*** Opening of MATERIAL TO PROCESS ***

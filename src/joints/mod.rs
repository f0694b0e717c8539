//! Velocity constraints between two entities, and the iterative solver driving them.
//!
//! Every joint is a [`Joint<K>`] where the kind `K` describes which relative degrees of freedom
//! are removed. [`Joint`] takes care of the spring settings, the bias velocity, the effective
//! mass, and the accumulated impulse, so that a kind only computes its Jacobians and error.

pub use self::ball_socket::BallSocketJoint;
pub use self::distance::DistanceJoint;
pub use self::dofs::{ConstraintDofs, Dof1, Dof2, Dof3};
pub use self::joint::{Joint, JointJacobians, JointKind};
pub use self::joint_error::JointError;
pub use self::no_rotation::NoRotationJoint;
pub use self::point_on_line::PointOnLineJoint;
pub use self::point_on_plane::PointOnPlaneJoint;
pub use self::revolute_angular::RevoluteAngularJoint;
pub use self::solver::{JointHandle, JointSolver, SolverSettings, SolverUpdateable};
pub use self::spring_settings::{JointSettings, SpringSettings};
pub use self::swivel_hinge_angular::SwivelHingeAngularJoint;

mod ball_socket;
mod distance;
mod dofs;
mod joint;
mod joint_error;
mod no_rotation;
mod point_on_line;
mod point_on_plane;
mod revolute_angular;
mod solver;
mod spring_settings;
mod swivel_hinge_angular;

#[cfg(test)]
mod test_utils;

*** Close of MATERIAL TO PROCESS ***
*** Opening of MATERIAL TO PROCESS ***

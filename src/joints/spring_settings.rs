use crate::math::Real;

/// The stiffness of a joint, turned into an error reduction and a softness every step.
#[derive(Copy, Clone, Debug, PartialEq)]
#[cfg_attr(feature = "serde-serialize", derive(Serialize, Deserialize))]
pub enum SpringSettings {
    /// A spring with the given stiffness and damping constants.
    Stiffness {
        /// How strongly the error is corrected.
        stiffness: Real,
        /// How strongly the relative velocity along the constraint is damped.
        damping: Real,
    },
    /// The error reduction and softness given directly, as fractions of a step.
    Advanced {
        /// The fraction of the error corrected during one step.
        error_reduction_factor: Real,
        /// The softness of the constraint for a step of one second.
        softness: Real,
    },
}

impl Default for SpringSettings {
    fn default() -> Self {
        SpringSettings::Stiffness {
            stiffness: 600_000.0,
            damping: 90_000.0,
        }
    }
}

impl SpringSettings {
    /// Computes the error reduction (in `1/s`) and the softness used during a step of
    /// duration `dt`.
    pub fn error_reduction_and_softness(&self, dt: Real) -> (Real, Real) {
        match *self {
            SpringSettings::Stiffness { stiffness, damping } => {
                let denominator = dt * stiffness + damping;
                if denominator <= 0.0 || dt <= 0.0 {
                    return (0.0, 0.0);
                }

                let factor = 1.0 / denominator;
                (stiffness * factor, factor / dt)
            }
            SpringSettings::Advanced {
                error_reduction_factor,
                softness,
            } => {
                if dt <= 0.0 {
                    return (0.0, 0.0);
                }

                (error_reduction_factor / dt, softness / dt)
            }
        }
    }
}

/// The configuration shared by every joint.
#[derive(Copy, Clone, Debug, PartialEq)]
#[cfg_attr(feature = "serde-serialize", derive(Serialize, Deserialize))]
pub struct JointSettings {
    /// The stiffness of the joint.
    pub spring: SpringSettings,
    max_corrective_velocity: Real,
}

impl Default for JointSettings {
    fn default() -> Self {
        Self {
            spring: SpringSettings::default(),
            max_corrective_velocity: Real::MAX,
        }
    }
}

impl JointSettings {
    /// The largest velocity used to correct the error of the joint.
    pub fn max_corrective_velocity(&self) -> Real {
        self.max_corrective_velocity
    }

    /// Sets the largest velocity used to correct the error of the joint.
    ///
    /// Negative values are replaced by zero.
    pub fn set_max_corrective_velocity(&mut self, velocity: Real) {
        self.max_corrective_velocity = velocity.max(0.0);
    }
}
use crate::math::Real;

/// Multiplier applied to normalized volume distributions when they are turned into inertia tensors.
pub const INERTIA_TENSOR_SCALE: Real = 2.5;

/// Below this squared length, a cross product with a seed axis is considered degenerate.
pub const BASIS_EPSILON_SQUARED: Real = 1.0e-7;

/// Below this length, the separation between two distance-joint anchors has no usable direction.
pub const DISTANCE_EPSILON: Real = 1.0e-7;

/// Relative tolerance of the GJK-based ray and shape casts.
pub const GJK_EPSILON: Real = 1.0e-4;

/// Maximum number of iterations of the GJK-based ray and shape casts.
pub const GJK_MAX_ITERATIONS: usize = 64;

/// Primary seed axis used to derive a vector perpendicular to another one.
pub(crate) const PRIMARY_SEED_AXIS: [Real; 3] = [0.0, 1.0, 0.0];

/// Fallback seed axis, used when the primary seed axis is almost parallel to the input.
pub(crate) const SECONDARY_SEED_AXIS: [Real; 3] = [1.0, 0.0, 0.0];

*** Close of MATERIAL TO PROCESS ***
*** Opening of MATERIAL TO PROCESS ***

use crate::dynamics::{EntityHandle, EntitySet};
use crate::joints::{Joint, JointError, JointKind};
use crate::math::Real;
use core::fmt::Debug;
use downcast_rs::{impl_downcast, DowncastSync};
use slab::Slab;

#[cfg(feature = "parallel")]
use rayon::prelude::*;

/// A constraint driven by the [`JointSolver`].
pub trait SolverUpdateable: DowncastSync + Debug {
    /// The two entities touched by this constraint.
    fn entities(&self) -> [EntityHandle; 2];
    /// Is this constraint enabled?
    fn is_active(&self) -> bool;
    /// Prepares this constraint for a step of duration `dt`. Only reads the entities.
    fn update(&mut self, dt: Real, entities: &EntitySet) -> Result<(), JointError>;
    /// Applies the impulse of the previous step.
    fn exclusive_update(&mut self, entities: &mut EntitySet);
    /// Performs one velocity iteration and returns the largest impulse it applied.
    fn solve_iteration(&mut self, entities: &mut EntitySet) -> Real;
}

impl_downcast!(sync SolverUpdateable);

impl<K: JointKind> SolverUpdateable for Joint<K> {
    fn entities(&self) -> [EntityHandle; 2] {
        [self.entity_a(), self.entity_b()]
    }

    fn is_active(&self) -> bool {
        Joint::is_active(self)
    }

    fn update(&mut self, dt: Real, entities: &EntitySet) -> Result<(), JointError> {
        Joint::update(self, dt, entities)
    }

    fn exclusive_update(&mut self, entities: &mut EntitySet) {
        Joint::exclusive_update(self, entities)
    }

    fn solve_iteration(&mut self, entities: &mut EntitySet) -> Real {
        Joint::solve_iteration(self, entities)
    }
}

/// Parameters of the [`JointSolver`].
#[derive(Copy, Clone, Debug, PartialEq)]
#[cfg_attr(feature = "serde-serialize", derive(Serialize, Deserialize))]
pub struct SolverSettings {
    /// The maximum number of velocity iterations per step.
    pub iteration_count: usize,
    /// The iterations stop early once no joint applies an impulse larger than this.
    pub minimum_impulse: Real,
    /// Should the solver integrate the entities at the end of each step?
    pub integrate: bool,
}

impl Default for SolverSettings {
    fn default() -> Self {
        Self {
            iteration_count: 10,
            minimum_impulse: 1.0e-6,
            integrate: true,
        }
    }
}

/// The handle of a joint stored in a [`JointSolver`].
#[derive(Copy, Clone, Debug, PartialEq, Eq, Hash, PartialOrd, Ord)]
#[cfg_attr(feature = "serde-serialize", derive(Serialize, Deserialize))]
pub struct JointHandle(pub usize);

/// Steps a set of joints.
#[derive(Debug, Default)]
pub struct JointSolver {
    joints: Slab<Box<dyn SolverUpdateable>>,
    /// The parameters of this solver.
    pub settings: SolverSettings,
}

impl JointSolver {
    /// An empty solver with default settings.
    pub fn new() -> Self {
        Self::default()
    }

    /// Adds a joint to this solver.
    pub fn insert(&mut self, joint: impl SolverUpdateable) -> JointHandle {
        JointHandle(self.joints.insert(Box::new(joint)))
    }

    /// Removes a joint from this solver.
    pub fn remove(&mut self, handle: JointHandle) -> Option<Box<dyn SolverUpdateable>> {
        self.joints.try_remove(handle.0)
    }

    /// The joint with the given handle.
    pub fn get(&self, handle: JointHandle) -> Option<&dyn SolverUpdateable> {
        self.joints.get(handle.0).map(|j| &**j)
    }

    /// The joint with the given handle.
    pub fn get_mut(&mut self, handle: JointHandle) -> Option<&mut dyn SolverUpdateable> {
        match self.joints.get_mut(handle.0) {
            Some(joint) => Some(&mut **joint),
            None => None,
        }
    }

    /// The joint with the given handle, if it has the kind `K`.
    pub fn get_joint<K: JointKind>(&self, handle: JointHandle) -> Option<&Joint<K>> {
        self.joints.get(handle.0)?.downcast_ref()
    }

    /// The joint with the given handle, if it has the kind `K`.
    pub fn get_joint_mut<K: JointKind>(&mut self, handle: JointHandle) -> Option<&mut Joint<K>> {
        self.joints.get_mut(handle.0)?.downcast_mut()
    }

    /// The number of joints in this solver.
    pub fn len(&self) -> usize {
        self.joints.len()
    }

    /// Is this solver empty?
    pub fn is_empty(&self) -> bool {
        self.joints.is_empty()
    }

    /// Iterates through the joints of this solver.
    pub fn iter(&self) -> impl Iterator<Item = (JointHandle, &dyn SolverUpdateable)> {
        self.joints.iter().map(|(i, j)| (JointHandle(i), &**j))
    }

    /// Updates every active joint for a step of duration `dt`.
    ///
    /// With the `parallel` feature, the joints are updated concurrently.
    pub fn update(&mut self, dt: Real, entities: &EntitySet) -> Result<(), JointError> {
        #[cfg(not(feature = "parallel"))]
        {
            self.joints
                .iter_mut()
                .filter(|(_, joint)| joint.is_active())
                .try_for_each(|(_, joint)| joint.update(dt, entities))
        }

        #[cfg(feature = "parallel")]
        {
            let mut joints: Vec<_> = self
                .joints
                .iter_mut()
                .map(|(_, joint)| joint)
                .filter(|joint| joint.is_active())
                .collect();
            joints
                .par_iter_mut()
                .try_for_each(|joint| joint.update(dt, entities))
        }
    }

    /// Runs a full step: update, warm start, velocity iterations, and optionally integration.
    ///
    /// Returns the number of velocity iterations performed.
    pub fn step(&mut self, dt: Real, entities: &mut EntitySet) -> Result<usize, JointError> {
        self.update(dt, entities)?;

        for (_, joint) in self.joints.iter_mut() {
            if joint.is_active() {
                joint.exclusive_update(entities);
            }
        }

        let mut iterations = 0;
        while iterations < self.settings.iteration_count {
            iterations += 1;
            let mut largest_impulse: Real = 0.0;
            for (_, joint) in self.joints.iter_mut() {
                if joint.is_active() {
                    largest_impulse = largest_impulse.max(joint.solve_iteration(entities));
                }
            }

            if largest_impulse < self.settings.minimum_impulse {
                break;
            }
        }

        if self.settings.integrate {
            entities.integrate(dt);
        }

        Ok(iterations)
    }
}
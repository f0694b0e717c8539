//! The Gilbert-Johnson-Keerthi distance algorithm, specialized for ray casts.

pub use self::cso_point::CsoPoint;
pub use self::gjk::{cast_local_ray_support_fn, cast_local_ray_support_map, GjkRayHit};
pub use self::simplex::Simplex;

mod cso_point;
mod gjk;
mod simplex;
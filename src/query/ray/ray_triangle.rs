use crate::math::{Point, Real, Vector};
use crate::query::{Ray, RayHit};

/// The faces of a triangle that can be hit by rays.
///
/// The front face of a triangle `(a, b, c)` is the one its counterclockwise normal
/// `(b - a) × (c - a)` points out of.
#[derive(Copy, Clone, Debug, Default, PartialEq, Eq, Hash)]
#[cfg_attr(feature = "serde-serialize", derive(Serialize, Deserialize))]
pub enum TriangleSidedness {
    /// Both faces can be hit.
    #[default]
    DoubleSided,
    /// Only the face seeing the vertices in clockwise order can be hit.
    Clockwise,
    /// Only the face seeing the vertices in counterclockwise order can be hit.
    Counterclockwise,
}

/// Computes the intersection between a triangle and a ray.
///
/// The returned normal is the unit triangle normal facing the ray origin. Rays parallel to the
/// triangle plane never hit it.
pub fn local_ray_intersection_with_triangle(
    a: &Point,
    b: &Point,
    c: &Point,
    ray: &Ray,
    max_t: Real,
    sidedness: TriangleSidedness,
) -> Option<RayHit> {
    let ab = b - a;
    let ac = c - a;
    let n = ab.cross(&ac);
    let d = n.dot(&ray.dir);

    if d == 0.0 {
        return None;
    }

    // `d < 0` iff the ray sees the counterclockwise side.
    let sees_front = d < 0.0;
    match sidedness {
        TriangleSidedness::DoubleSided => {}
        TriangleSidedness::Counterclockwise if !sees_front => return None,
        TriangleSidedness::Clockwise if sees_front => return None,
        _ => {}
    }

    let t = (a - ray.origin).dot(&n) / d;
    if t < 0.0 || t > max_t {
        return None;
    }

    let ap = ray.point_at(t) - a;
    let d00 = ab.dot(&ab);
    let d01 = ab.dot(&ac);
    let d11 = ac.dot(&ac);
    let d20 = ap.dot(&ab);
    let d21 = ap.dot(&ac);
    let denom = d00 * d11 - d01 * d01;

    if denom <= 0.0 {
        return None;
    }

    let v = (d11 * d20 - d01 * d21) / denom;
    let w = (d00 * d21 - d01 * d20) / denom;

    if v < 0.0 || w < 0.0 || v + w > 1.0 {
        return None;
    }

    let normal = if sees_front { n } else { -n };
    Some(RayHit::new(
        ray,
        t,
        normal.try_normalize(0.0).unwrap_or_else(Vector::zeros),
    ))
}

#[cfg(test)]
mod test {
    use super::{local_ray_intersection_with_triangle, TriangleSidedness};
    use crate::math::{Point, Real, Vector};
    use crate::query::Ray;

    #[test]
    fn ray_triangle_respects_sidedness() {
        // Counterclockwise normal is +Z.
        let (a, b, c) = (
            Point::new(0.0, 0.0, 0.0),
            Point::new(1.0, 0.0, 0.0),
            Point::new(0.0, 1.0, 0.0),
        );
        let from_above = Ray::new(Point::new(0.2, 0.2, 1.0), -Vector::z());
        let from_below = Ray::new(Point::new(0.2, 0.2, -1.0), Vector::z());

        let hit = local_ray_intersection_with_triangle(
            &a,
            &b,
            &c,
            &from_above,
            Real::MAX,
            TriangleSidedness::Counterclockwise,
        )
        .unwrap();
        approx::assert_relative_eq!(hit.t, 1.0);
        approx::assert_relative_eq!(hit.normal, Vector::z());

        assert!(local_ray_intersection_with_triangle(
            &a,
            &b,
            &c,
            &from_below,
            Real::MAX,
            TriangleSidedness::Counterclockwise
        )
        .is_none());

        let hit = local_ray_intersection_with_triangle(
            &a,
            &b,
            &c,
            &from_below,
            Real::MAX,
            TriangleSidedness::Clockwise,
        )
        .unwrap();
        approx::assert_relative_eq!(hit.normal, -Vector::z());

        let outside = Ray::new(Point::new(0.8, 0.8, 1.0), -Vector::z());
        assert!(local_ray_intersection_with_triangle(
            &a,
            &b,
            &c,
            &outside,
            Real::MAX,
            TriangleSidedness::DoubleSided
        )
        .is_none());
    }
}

*** Close of MATERIAL TO PROCESS ***

Exactly the lines above from the one with "Ok(iterations)" to the one with "#[derive(Copy, Clone, Debug, Default, PartialEq, Eq, Hash)]", both included, are to be quoted; leave the rest out.

> **WRITTEN SOLUTION**:
        Ok(iterations)
    }
}
repository f0694b0e717c8539
//! The Gilbert-Johnson-Keerthi distance algorithm, specialized for ray casts.

pub use self::cso_point::CsoPoint;
pub use self::gjk::{cast_local_ray_support_fn, cast_local_ray_support_map, GjkRayHit};
pub use self::simplex::Simplex;

mod cso_point;
mod gjk;
mod simplex;
filename src/query/ray/ray_triangle.rs
use crate::math::{Point, Real, Vector};
use crate::query::{Ray, RayHit};

/// The faces of a triangle that can be hit by rays.
///
/// The front face of a triangle `(a, b, c)` is the one its counterclockwise normal
/// `(b - a) × (c - a)` points out of.
#[derive(Copy, Clone, Debug, Default, PartialEq, Eq, Hash)]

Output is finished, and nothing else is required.